Después de más de veinte años en prisión, cuando Mandela es puesto en libertad, pone en práctica su programa largamente meditado durante veintisiete años sin más horizonte que una diminuta celda y trabajo diario en la cantera. El país –Sudáfrica- está al borde de la guerra civil. Tantos años de apartheid –un sistema legal basado en segregar cuidadosamente a los ciudadanos según el color de su piel-, han sembrado de odio el corazón de unos y de otros. No hay motivo ni razones para la esperanza. La venganza se enseñorea del alma de los sudafricanos. Pero hete aquí, que no todos son de la misma opinión. Hay quien piensa que la reconciliación es posible, y conseguirlo pasa por hacerse con el poder democráticamente. ¡Qué diferencia con quien no ve el escaño más que como un peldaño hacia el estrellato personal y la glorificación del propio ego!

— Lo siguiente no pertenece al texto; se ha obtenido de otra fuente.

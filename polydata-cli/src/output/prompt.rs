//! Interactive retry prompt.

use dialoguer::theme::ColorfulTheme;
use dialoguer::Select;
use indicatif::ProgressBar;
use polydata::catalog::Item;
use polydata::{ErrorAction, ErrorPolicy};

/// Choices offered after a failed package, in menu order.
pub const CHOICES: [&str; 3] = ["No", "Yes", "Exit"];

/// Asks on the terminal whether to retry a failed package.
pub struct PromptPolicy {
    bar: ProgressBar,
}

impl PromptPolicy {
    /// `bar` is hidden while the prompt is shown.
    pub fn new(bar: ProgressBar) -> Self {
        Self { bar }
    }
}

impl ErrorPolicy for PromptPolicy {
    fn on_error(&mut self, item: &Item, _reason: &str) -> ErrorAction {
        let prompt = format!("Error installing package {}. Retry?", item.id);
        let choice = self.bar.suspend(|| {
            Select::with_theme(&ColorfulTheme::default())
                .with_prompt(prompt)
                .items(&CHOICES[..])
                .default(0)
                .interact_opt()
        });
        match choice {
            Ok(Some(index)) => action_for(index),
            // Escape, or no terminal to ask on.
            Ok(None) | Err(_) => ErrorAction::Skip,
        }
    }
}

/// Map a menu index onto an action.
pub fn action_for(index: usize) -> ErrorAction {
    match CHOICES.get(index) {
        Some(&"Yes") => ErrorAction::Retry,
        Some(&"Exit") => ErrorAction::Halt,
        _ => ErrorAction::Skip,
    }
}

Cuando Mandela gana las elecciones y se convierte en Presidente de Sudáfrica después de tantos años de odios e injusticias, unos creen llegada su oportunidad de tomarse la revancha  tan largo tiempo soñada, otros temen las represalias. Pero nada de esto ocurrirá. El día que el nuevo Presidente toma posesión del edificio presidencial, asistimos a una procesión de funcionarios blancos desalojando despachos y empaquetando pertenencias. La estampida es generalizada. Parece que la cosa va a seguir como siempre, sólo que ahora serán los negros quienes asuman el mando y a los blancos les tocará aguantar. Nada más alejado de la realidad. Mandela convoca al personal que todavía no se ha largado, y les dice que cuenta con ellos, que los necesita, que África requiere el compromiso de todos los africanos. Este es el comienzo de una historia cuyo guión aún no estaba escrito. Se escribiría día a día, a golpe de inteligencia y humanidad, de respeto y generosidad, de perdón y reconciliación. No será fácil, pero el hombre es dueño de su propio destino y capitán de su alma. El futuro de cada cual, digno o indigno, se juega diariamente en la cancha de la libertad personal.

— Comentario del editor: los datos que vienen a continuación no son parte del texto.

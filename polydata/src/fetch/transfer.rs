//! Chunked transfer of a resource file to disk.

use std::fs::{self, File};
use std::io::{self, BufWriter, Read, Write};
use std::path::{Path, PathBuf};

use tracing::debug;

use crate::catalog::Item;
use crate::error::{SyncError, SyncResult};
use crate::transport::{BodyReader, Transport};

/// Bytes read from the network per block (16KB).
pub const CHUNK_SIZE: usize = 16 * 1024;

/// Item progress when the transfer starts.
pub const TRANSFER_START: f64 = 5.0;

/// Item progress when the transfer is complete.
pub const TRANSFER_END: f64 = 80.0;

/// Number of blocks the transfer is expected to take, at least one.
pub fn expected_blocks(size: u64) -> f64 {
    (size as f64 / CHUNK_SIZE as f64).max(1.0)
}

/// Item progress after `block` blocks of an `expected`-block transfer.
pub fn transfer_progress(block: u64, expected: f64) -> f64 {
    (TRANSFER_START + (TRANSFER_END - TRANSFER_START) * block as f64 / expected).min(TRANSFER_END)
}

/// Outcome of one [`Transfer::step`].
#[derive(Debug, Clone, Copy, PartialEq)]
pub enum TransferStep {
    /// A block was written; progress is reported on every second block.
    Block { progress: Option<f64> },
    /// The body is exhausted and the file is flushed.
    Done { bytes: u64 },
}

/// An in-flight download of one item.
pub struct Transfer {
    id: String,
    url: String,
    path: PathBuf,
    reader: BodyReader,
    writer: BufWriter<File>,
    buffer: Vec<u8>,
    block: u64,
    expected: f64,
    bytes: u64,
}

impl Transfer {
    /// Remove any previous copy, ensure the target directory exists and
    /// open both ends of the transfer.
    pub fn begin<T: Transport + ?Sized>(
        transport: &T,
        item: &Item,
        root: &Path,
    ) -> SyncResult<Self> {
        let failed = |reason: String| SyncError::Transfer {
            id: item.id.clone(),
            url: item.url.clone(),
            reason,
        };

        let path = item.path(root);
        match fs::remove_file(&path) {
            Ok(()) => debug!(path = %path.display(), "Removed previous download"),
            Err(e) if e.kind() == io::ErrorKind::NotFound => {}
            Err(e) => return Err(failed(format!("cannot remove {}: {}", path.display(), e))),
        }

        let subdir = item.subdir_path(root);
        fs::create_dir_all(&subdir)
            .map_err(|e| failed(format!("cannot create {}: {}", subdir.display(), e)))?;

        let reader = transport.open(&item.url).map_err(|e| failed(e.to_string()))?;
        let file = File::create(&path)
            .map_err(|e| failed(format!("cannot create {}: {}", path.display(), e)))?;

        debug!(id = %item.id, url = %item.url, path = %path.display(), "Transfer started");
        Ok(Self {
            id: item.id.clone(),
            url: item.url.clone(),
            path,
            reader,
            writer: BufWriter::new(file),
            buffer: vec![0u8; CHUNK_SIZE],
            block: 0,
            expected: expected_blocks(item.size),
            bytes: 0,
        })
    }

    /// Path the file is written to.
    pub fn path(&self) -> &Path {
        &self.path
    }

    /// Move one block from the network to the file.
    pub fn step(&mut self) -> SyncResult<TransferStep> {
        let n = read_block(&mut self.reader, &mut self.buffer)
            .map_err(|e| self.failed(e.to_string()))?;

        if n == 0 {
            self.writer
                .flush()
                .map_err(|e| self.failed(format!("cannot write {}: {}", self.path.display(), e)))?;
            debug!(id = %self.id, bytes = self.bytes, "Transfer finished");
            return Ok(TransferStep::Done { bytes: self.bytes });
        }

        self.writer
            .write_all(&self.buffer[..n])
            .map_err(|e| self.failed(format!("cannot write {}: {}", self.path.display(), e)))?;
        self.bytes += n as u64;

        let block = self.block;
        self.block += 1;
        let progress = (block % 2 == 0).then(|| transfer_progress(block, self.expected));
        Ok(TransferStep::Block { progress })
    }

    fn failed(&self, reason: String) -> SyncError {
        SyncError::Transfer {
            id: self.id.clone(),
            url: self.url.clone(),
            reason,
        }
    }
}

/// Fill `buf` from `reader`, stopping early only at end of stream.
fn read_block(reader: &mut impl Read, buf: &mut [u8]) -> io::Result<usize> {
    let mut filled = 0;
    while filled < buf.len() {
        match reader.read(&mut buf[filled..]) {
            Ok(0) => break,
            Ok(n) => filled += n,
            Err(e) if e.kind() == io::ErrorKind::Interrupted => continue,
            Err(e) => return Err(e),
        }
    }
    Ok(filled)
}

#[cfg(test)]
mod tests {
    use super::*;
    use crate::catalog::make_item;
    use crate::transport::tests::MockTransport;
    use tempfile::TempDir;

    fn run(transfer: &mut Transfer) -> SyncResult<(Vec<f64>, u64)> {
        let mut progress = Vec::new();
        loop {
            match transfer.step()? {
                TransferStep::Block { progress: Some(p) } => progress.push(p),
                TransferStep::Block { progress: None } => {}
                TransferStep::Done { bytes } => return Ok((progress, bytes)),
            }
        }
    }

    #[test]
    fn test_progress_formula() {
        assert_eq!(transfer_progress(0, 10.0), 5.0);
        assert_eq!(transfer_progress(5, 10.0), 42.5);
        assert_eq!(transfer_progress(10, 10.0), 80.0);
        // Servers sending more than announced never push past the transfer band.
        assert_eq!(transfer_progress(40, 10.0), 80.0);
        assert_eq!(expected_blocks(100), 1.0);
        assert_eq!(expected_blocks(4 * CHUNK_SIZE as u64), 4.0);
    }

    #[test]
    fn test_transfer_writes_file_and_reports_every_second_block() {
        let temp = TempDir::new().unwrap();
        let size = 5 * CHUNK_SIZE;
        let item = make_item("ner2", "en", "en.zip", size as u64);
        let transport = MockTransport::new().serve(&item.url, vec![1u8; size]);

        let mut transfer = Transfer::begin(&transport, &item, temp.path()).unwrap();
        let (progress, bytes) = run(&mut transfer).unwrap();

        assert_eq!(bytes, size as u64);
        assert_eq!(progress, vec![5.0, 35.0, 65.0]);
        assert_eq!(
            fs::metadata(temp.path().join("ner2/en/en.zip")).unwrap().len(),
            size as u64
        );
    }

    #[test]
    fn test_transfer_replaces_previous_file() {
        let temp = TempDir::new().unwrap();
        let item = make_item("pos2", "de", "de.zip", 3);
        fs::create_dir_all(temp.path().join("pos2/de")).unwrap();
        fs::write(temp.path().join("pos2/de/de.zip"), b"old contents").unwrap();
        let transport = MockTransport::new().serve(&item.url, b"new".to_vec());

        let mut transfer = Transfer::begin(&transport, &item, temp.path()).unwrap();
        run(&mut transfer).unwrap();
        assert_eq!(fs::read(temp.path().join("pos2/de/de.zip")).unwrap(), b"new");
    }

    #[test]
    fn test_missing_url_fails_before_file_is_created() {
        let temp = TempDir::new().unwrap();
        let item = make_item("pos2", "de", "de.zip", 3);
        let err = Transfer::begin(&MockTransport::new(), &item, temp.path())
            .err()
            .unwrap();
        assert!(matches!(err, SyncError::Transfer { ref id, .. } if id == "pos2.de"));
        assert!(!temp.path().join("pos2/de/de.zip").exists());
    }

    #[test]
    fn test_broken_stream_is_transfer_error() {
        let temp = TempDir::new().unwrap();
        let item = make_item("ner2", "en", "en.zip", 100_000);
        let transport = MockTransport::new()
            .serve(&item.url, vec![0u8; 100_000])
            .fail_after(&item.url, 20_000);

        let mut transfer = Transfer::begin(&transport, &item, temp.path()).unwrap();
        let err = run(&mut transfer).unwrap_err();
        assert!(err.to_string().contains("connection reset"));
    }
}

La película, formalmente, es impecable. Los principales intérpretes, Morgan Freeman en el papel de Mandela y Matt Damon en el de capitán de la selección nacional de rugby, hacen muy bien su trabajo. Tiene escenas deportivas muy espectaculares, aunque hay quien considerará que Eastwood abusa un poco de ellas, así como del tono melodramático de muchas situaciones. La banda sonora es magnífica y la historia está muy bien contada. No obstante, a mi modo de ver, lo más importante de la película está más allá de estos aspectos puramente técnicos. Lo fundamental, está en la inequívoca llamada al perdón y la reconciliación, al auténtico sentido de la libertad como motor de desarrollo personal, a la gratitud, a la capacidad de salir delante en cualquier situación tomando las riendas del propio destino. Además, el director, sortea inteligentemente el riesgo de mitificar al personaje, aprovechando una conversación intrascendente entre un escolta y el presidente, donde parece apuntar que no todo en su vida ha sido acertado. Es más, quizás haya fracasado en un ámbito tan fundamental como es el familiar. De todas formas, Eastwood se conforma con apuntarlo levemente, sin hurgar en este aspecto de la vida del protagonista.

Invictus es una bonita y emotiva película que deja al espectador pegado a la butaca y tarda en abandonar la sala mientras se recrea con la música y los créditos finales.